RORs need to report all assets held outside India2 min read . Updated: 12 Feb 2019, 08:15 AM IST
- If you are a ‘resident and ordinarily resident’ and hold foreign assets, you will have to file income tax
- Taxability of income in India depends on residential status in India, source of income and place of receipt of income
I will return to India after staying in Dubai for seven years. Will I need to file a tax return in 2019?
The obligation to file income tax return will depend on the following:
a. Taxability of income in India; and
b. Quantum of taxable income in India.
Taxability of income in India depends on residential status in India, source of income and place of receipt of income. Residential status in India is determined based on physical presence in India in the current financial year (FY) and the preceding 10 FYs.
If you qualify as “resident and ordinarily resident" (ROR) in India as per the India income tax law, your global income will be taxable in India and you will be required to report all your assets outside India (such as bank accounts, immovable property, financial interests etc.).
If you qualify as “non resident" or “resident but not ordinarily resident" in India as per the India income tax law, your income will be taxable only on the following incomes: a. Income received in India or deemed to be received in India; b. Income accruing in India or deemed to accrue in India (for example, rental income from property situated in India).

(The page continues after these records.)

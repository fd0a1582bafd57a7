//! Shared numeric constants for the kymograph engine.

// ── Layout ──────────────────────────────────────────────────────

/// Spacing of the reference grid drawn on fresh paper, in canonical pixels.
pub const GRID_SPACING_PX: f64 = 50.0;

/// The backing surface grows once a draw lands within this many pixels of its
/// right edge.
pub const GROWTH_MARGIN_PX: f64 = 200.0;

/// Initial backing width is `scroll_width` times this factor.
pub const BACKING_WIDTH_FACTOR: f64 = 3.0;

/// A region created by dragging gets a `scroll_width` of its width times this factor.
pub const SCROLL_WIDTH_FACTOR: f64 = 3.0;

/// Regions narrower or shorter than this are discarded on creation.
pub const MIN_REGION_SIZE_PX: f64 = 20.0;

/// Diagonal step between successive default image positions.
pub const CASCADE_STEP_PX: f64 = 20.0;

/// Number of cascade steps before the default position wraps back to the origin.
pub const CASCADE_WRAP: usize = 10;

/// Canonical canvas size used before any base image is loaded.
pub const DEFAULT_CANVAS_WIDTH: f64 = 800.0;
pub const DEFAULT_CANVAS_HEIGHT: f64 = 600.0;

// ── Keyboard ────────────────────────────────────────────────────

/// Arrow-key nudge distance without a modifier.
pub const NUDGE_STEP_PX: f64 = 1.0;

/// Arrow-key nudge distance with Shift held.
pub const NUDGE_STEP_LARGE_PX: f64 = 10.0;

// ── Strokes ─────────────────────────────────────────────────────

/// Background used when a region's color string cannot be parsed.
pub const DEFAULT_PAPER_COLOR: &str = "#ffffff";

/// Reference grid line color.
pub const GRID_COLOR: (u8, u8, u8) = (224, 224, 224);

/// Injection trace color (red).
pub const INJECT_STROKE_COLOR: (u8, u8, u8) = (220, 38, 38);

/// Wash trace color (blue).
pub const WASH_STROKE_COLOR: (u8, u8, u8) = (37, 99, 235);

/// Trace width in canonical pixels.
pub const TRACE_WIDTH_PX: f32 = 2.0;
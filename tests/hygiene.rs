//! Hygiene: enforces coding standards at test time
//!
//! These tests scan the kymograph source tree for antipatterns that violate
//! project standards. Each has a budget (ideally zero). If you must add one,
//! you have to fix an existing one first. The budget never grows.

use std::fs;
use std::path::Path;

// Panics crash the host.
const MAX_UNWRAP: usize = 0;
const MAX_EXPECT: usize = 0;
const MAX_PANIC: usize = 0;
const MAX_UNREACHABLE: usize = 0;
const MAX_TODO: usize = 0;
const MAX_UNIMPLEMENTED: usize = 0;

// Silent loss: errors discarded without inspection.
const MAX_SILENT_DISCARD: usize = 0;
// color::channel: a non-hex digit means "not a color", and the caller falls back to paper white.
const MAX_DOT_OK: usize = 1;

// Logs go through tracing, never straight to the terminal.
const MAX_PRINT: usize = 0;

// Time only enters through EngineCore::tick(now_ms).
const MAX_WALL_CLOCK: usize = 0;

// Style / structure.
const MAX_ALLOW_DEAD_CODE: usize = 0;
const MAX_ALLOW_TOO_MANY_ARGS: usize = 0;

struct SourceFile {
    path: String,
    content: String,
}

/// Collect production `.rs` files from `src/`, excluding test files.
fn source_files() -> Vec<SourceFile> {
    let mut files = Vec::new();
    collect_rs_files(Path::new("src"), &mut files);
    files
}

fn collect_rs_files(dir: &Path, out: &mut Vec<SourceFile>) {
    let Ok(entries) = fs::read_dir(dir) else {
        return;
    };
    for entry in entries.flatten() {
        let path = entry.path();
        if path.is_dir() {
            let name = path.file_name().unwrap_or_default().to_string_lossy();
            if name == "target" || name == "tests" {
                continue;
            }
            collect_rs_files(&path, out);
        } else if path.extension().is_some_and(|e| e == "rs") {
            let path_str = path.to_string_lossy().to_string();
            // Skip test files
            if path_str.ends_with("_test.rs") {
                continue;
            }
            if let Ok(content) = fs::read_to_string(&path) {
                out.push(SourceFile { path: path_str, content });
            }
        }
    }
}

fn count_in_source(files: &[SourceFile], pattern: &str) -> Vec<(String, usize)> {
    files
        .iter()
        .filter_map(|file| {
            let count = file
                .content
                .lines()
                .filter(|line| line.contains(pattern))
                .count();
            if count > 0 {
                Some((file.path.clone(), count))
            } else {
                None
            }
        })
        .collect()
}

fn total(hits: &[(String, usize)]) -> usize {
    hits.iter().map(|(_, c)| c).sum()
}

fn format_hits(hits: &[(String, usize)]) -> String {
    hits.iter()
        .map(|(path, count)| format!("  {path}: {count}"))
        .collect::<Vec<_>>()
        .join("\n")
}

/// Count every pattern across `src/` and fail when the sum exceeds `max`.
fn check_budget(patterns: &[&str], max: usize, label: &str) {
    let files = source_files();
    let hits: Vec<(String, usize)> = patterns.iter().flat_map(|p| count_in_source(&files, p)).collect();
    let count = total(&hits);
    assert!(count <= max, "{label} budget exceeded: found {count}, max {max}.\n{}", format_hits(&hits));
}

#[test]
fn unwrap_budget() {
    check_budget(&[".unwrap()"], MAX_UNWRAP, ".unwrap()");
}

#[test]
fn expect_budget() {
    check_budget(&[".expect("], MAX_EXPECT, ".expect()");
}

#[test]
fn panic_budget() {
    check_budget(&["panic!("], MAX_PANIC, "panic!()");
}

#[test]
fn unreachable_budget() {
    check_budget(&["unreachable!("], MAX_UNREACHABLE, "unreachable!()");
}

#[test]
fn todo_budget() {
    check_budget(&["todo!("], MAX_TODO, "todo!()");
}

#[test]
fn unimplemented_budget() {
    check_budget(&["unimplemented!("], MAX_UNIMPLEMENTED, "unimplemented!()");
}

#[test]
fn silent_discard_budget() {
    check_budget(&["let _ ="], MAX_SILENT_DISCARD, "let _ =");
}

#[test]
fn dot_ok_budget() {
    check_budget(&[".ok()"], MAX_DOT_OK, ".ok()");
}

#[test]
fn print_budget() {
    check_budget(&["println!(", "eprintln!(", "dbg!("], MAX_PRINT, "println!/eprintln!/dbg!");
}

#[test]
fn wall_clock_budget() {
    check_budget(&["Instant::now(", "SystemTime::now(", "thread::sleep("], MAX_WALL_CLOCK, "wall clock");
}

#[test]
fn allow_dead_code_budget() {
    check_budget(&["#[allow(dead_code)]"], MAX_ALLOW_DEAD_CODE, "#[allow(dead_code)]");
}

#[test]
fn allow_too_many_arguments_budget() {
    check_budget(&["allow(clippy::too_many_arguments)"], MAX_ALLOW_TOO_MANY_ARGS, "too_many_arguments allow");
}
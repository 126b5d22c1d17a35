//! Process configuration: CLI flags with environment-variable fallback, loaded and
//! validated exactly once at startup.

use clap::Parser;
use std::path::PathBuf;

use crate::error::ConfigError;

/// CLI/environment arguments for the gateway server.
///
/// Every flag has a matching `env = "..."` fallback so the binary can be configured
/// entirely from the environment (and a `.env` file) in a container deployment.
#[derive(Parser, Debug, Clone)]
#[command(name = "x402-gate")]
#[command(about = "Payment-gated JSON-RPC proxy speaking the x402 exact-scheme flow")]
pub struct CliArgs {
    /// Optional path to a `.env` file to load before parsing.
    #[arg(long, short, env = "CONFIG")]
    pub config: Option<PathBuf>,

    #[arg(long, env = "BIND_HOST", default_value = "0.0.0.0")]
    pub bind_host: String,

    #[arg(long, env = "BIND_PORT", default_value_t = 8080)]
    pub bind_port: u16,

    /// Upstream JSON-RPC endpoint the proxy forwards authorized requests to.
    #[arg(long, env = "UPSTREAM_URL")]
    pub upstream_url: String,

    /// Base URL of an external facilitator. Mutually exclusive with `--settlement-rpc-url`.
    #[arg(long, env = "FACILITATOR_URL")]
    pub facilitator_url: Option<String>,

    /// JSON-RPC endpoint of the settlement chain, for the Local Facilitator.
    #[arg(long, env = "SETTLEMENT_RPC_URL")]
    pub settlement_rpc_url: Option<String>,

    /// Relayer private key used to sign settlement transactions, for the Local Facilitator.
    #[arg(long, env = "RELAYER_PRIVATE_KEY")]
    pub relayer_private_key: Option<String>,

    /// CAIP-2 network identifier, e.g. `eip155:84532`.
    #[arg(long, env = "NETWORK")]
    pub network: String,

    /// ERC-3009-compatible stablecoin contract address.
    #[arg(long, env = "ASSET_ADDRESS")]
    pub asset_address: String,

    /// Address that receives settled payments.
    #[arg(long, env = "PAY_TO")]
    pub pay_to: String,

    /// Required payment amount, in atomic units of the asset.
    #[arg(long, env = "AMOUNT")]
    pub amount: String,

    /// EIP-712 domain name advertised for the asset.
    #[arg(long, env = "EIP712_NAME")]
    pub eip712_name: String,

    /// EIP-712 domain version advertised for the asset.
    #[arg(long, env = "EIP712_VERSION")]
    pub eip712_version: String,

    /// Public URL of this gateway, echoed in the `402` advertisement's resource field.
    #[arg(long, env = "GATEWAY_URL", default_value = "http://localhost:8080/")]
    pub gateway_url: String,

    /// HMAC-SHA256 signing secret for credit-tokens.
    #[arg(long, env = "TOKEN_SECRET")]
    pub token_secret: String,

    #[arg(long, env = "TOKEN_LIFETIME_SECS", default_value_t = 3600)]
    pub token_lifetime_secs: u64,

    /// Number of RPC calls a single successful payment buys.
    #[arg(long, env = "ALLOWANCE_PER_PAYMENT", default_value_t = 100)]
    pub allowance_per_payment: i64,
}

/// Which facilitator implementation this process runs.
#[derive(Debug, Clone)]
pub enum FacilitatorMode {
    Remote { base_url: String },
    Local { rpc_url: String, relayer_key: String },
    /// No facilitator configured: the payment middleware degrades to a transparent
    /// pass-through, forwarding every request to the upstream unchecked. A deliberate
    /// escape hatch for running this binary as a plain reverse proxy.
    PassThrough,
}

/// Validated configuration. Every field here is guaranteed present and well-formed;
/// nothing downstream re-validates it.
#[derive(Debug, Clone)]
pub struct Config {
    pub bind_host: String,
    pub bind_port: u16,
    pub upstream_url: String,
    pub facilitator_mode: FacilitatorMode,
    pub network: String,
    pub asset_address: String,
    pub pay_to: String,
    pub amount: String,
    pub eip712_name: String,
    pub eip712_version: String,
    pub gateway_url: String,
    pub token_secret: String,
    pub token_lifetime_secs: u64,
    pub allowance_per_payment: i64,
}

impl TryFrom<CliArgs> for Config {
    type Error = ConfigError;

    fn try_from(args: CliArgs) -> Result<Self, Self::Error> {
        let facilitator_mode = match (args.facilitator_url, args.settlement_rpc_url, args.relayer_private_key) {
            (Some(_), Some(_), _) | (Some(_), _, Some(_)) => {
                return Err(ConfigError::ConflictingFacilitatorMode);
            }
            (Some(base_url), None, None) => FacilitatorMode::Remote { base_url },
            (None, Some(rpc_url), Some(relayer_key)) => FacilitatorMode::Local { rpc_url, relayer_key },
            (None, Some(_), None) => {
                return Err(ConfigError::MissingField {
                    field: "relayer-private-key",
                    context: "settlement-rpc-url is set",
                });
            }
            (None, None, Some(_)) => {
                return Err(ConfigError::MissingField {
                    field: "settlement-rpc-url",
                    context: "relayer-private-key is set",
                });
            }
            (None, None, None) => FacilitatorMode::PassThrough,
        };

        if args.token_secret.len() < 16 {
            return Err(ConfigError::InvalidValue {
                field: "token-secret",
                source: "must be at least 16 bytes".into(),
            });
        }

        Ok(Config {
            bind_host: args.bind_host,
            bind_port: args.bind_port,
            upstream_url: args.upstream_url,
            facilitator_mode,
            network: args.network,
            asset_address: args.asset_address,
            pay_to: args.pay_to,
            amount: args.amount,
            eip712_name: args.eip712_name,
            eip712_version: args.eip712_version,
            gateway_url: args.gateway_url,
            token_secret: args.token_secret,
            token_lifetime_secs: args.token_lifetime_secs,
            allowance_per_payment: args.allowance_per_payment,
        })
    }
}

impl Config {
    /// Parses CLI/env arguments and validates them into a [`Config`].
    pub fn load() -> Result<Self, ConfigError> {
        Config::try_from(CliArgs::parse())
    }
}

#[cfg(test)]
mod tests {
    use super::*;

    fn base_args() -> CliArgs {
        CliArgs {
            config: None,
            bind_host: "0.0.0.0".to_string(),
            bind_port: 8080,
            upstream_url: "http://localhost:9000".to_string(),
            facilitator_url: None,
            settlement_rpc_url: None,
            relayer_private_key: None,
            network: "eip155:84532".to_string(),
            asset_address: "0x0000000000000000000000000000000000000001".to_string(),
            pay_to: "0x0000000000000000000000000000000000000002".to_string(),
            amount: "1000".to_string(),
            eip712_name: "USDC".to_string(),
            eip712_version: "2".to_string(),
            gateway_url: "http://localhost:8080/".to_string(),
            token_secret: "a-sixteen-byte-secret!!".to_string(),
            token_lifetime_secs: 3600,
            allowance_per_payment: 100,
        }
    }

    #[test]
    fn defaults_to_pass_through_when_unconfigured() {
        let args = base_args();
        let config = Config::try_from(args).unwrap();
        assert!(matches!(config.facilitator_mode, FacilitatorMode::PassThrough));
    }

    #[test]
    fn accepts_remote_facilitator_mode() {
        let mut args = base_args();
        args.facilitator_url = Some("https://facilitator.example".to_string());
        let config = Config::try_from(args).unwrap();
        assert!(matches!(config.facilitator_mode, FacilitatorMode::Remote { .. }));
    }

    #[test]
    fn rejects_mixed_facilitator_modes() {
        let mut args = base_args();
        args.facilitator_url = Some("https://facilitator.example".to_string());
        args.settlement_rpc_url = Some("https://rpc.example".to_string());
        assert!(matches!(
            Config::try_from(args),
            Err(ConfigError::ConflictingFacilitatorMode)
        ));
    }

    #[test]
    fn rejects_short_token_secret() {
        let mut args = base_args();
        args.facilitator_url = Some("https://facilitator.example".to_string());
        args.token_secret = "short".to_string();
        assert!(Config::try_from(args).is_err());
    }
}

Once you have determined your residential status and income which is taxable, the next step is to calculate the total taxable income in India.
Under the income tax law, an individual is required to file income tax return if the taxable income exceeds the maximum amount not chargeable to tax. For FY 2018-19, the maximum amount not chargeable to tax is ₹2.5 lakh for the purpose of determining quantum of tax liability.
However, for the purposes of determining threshold limit for obligation to file returns, the taxable income should be computed before giving effect to the following:
a. Deductions under Chapter VI-A (such as under Section 80C, 80D, etc);
b. Income exempt under Section 10(38) (exemption on long-term capital gains on listed equity shares and equity oriented mutual funds. Although, this exemption is not applicable from FY2018-19 onwards). To illustrate, for FY2018-19, the total taxable income after considering the deductions under Chapter VI-A, namely, under Section 80C of ₹1.5 lakh and for mediclaim under Section 80D of ₹25,000, is ₹2.40 lakh and hence tax payable would be nil. However, since the total income before considering the deductions under Chapter VI-A (i.e. ₹4.15 lakh) exceeds ₹2.5 lakh, the individual is still required to file the returns.
Further, an individual who qualifies as “resident and ordinarily resident" is mandatorily required to file tax returns in India if he/she holds any foreign asset or has a signing authority in any account located outside India, even if his/her total income does not exceed the threshold limit.
In your case, assuming you are returning to India in FY2018-19 and your taxable income in India for FY2018-19 without considering deductions under Chapter VI-A exceeds ₹2.5 lakh, you are required to file India income tax return.
If you are a “resident and ordinarily resident" and hold foreign assets or signing authority in a foreign account, you will need to file return even if your total taxable income is below ₹2.5 lakh.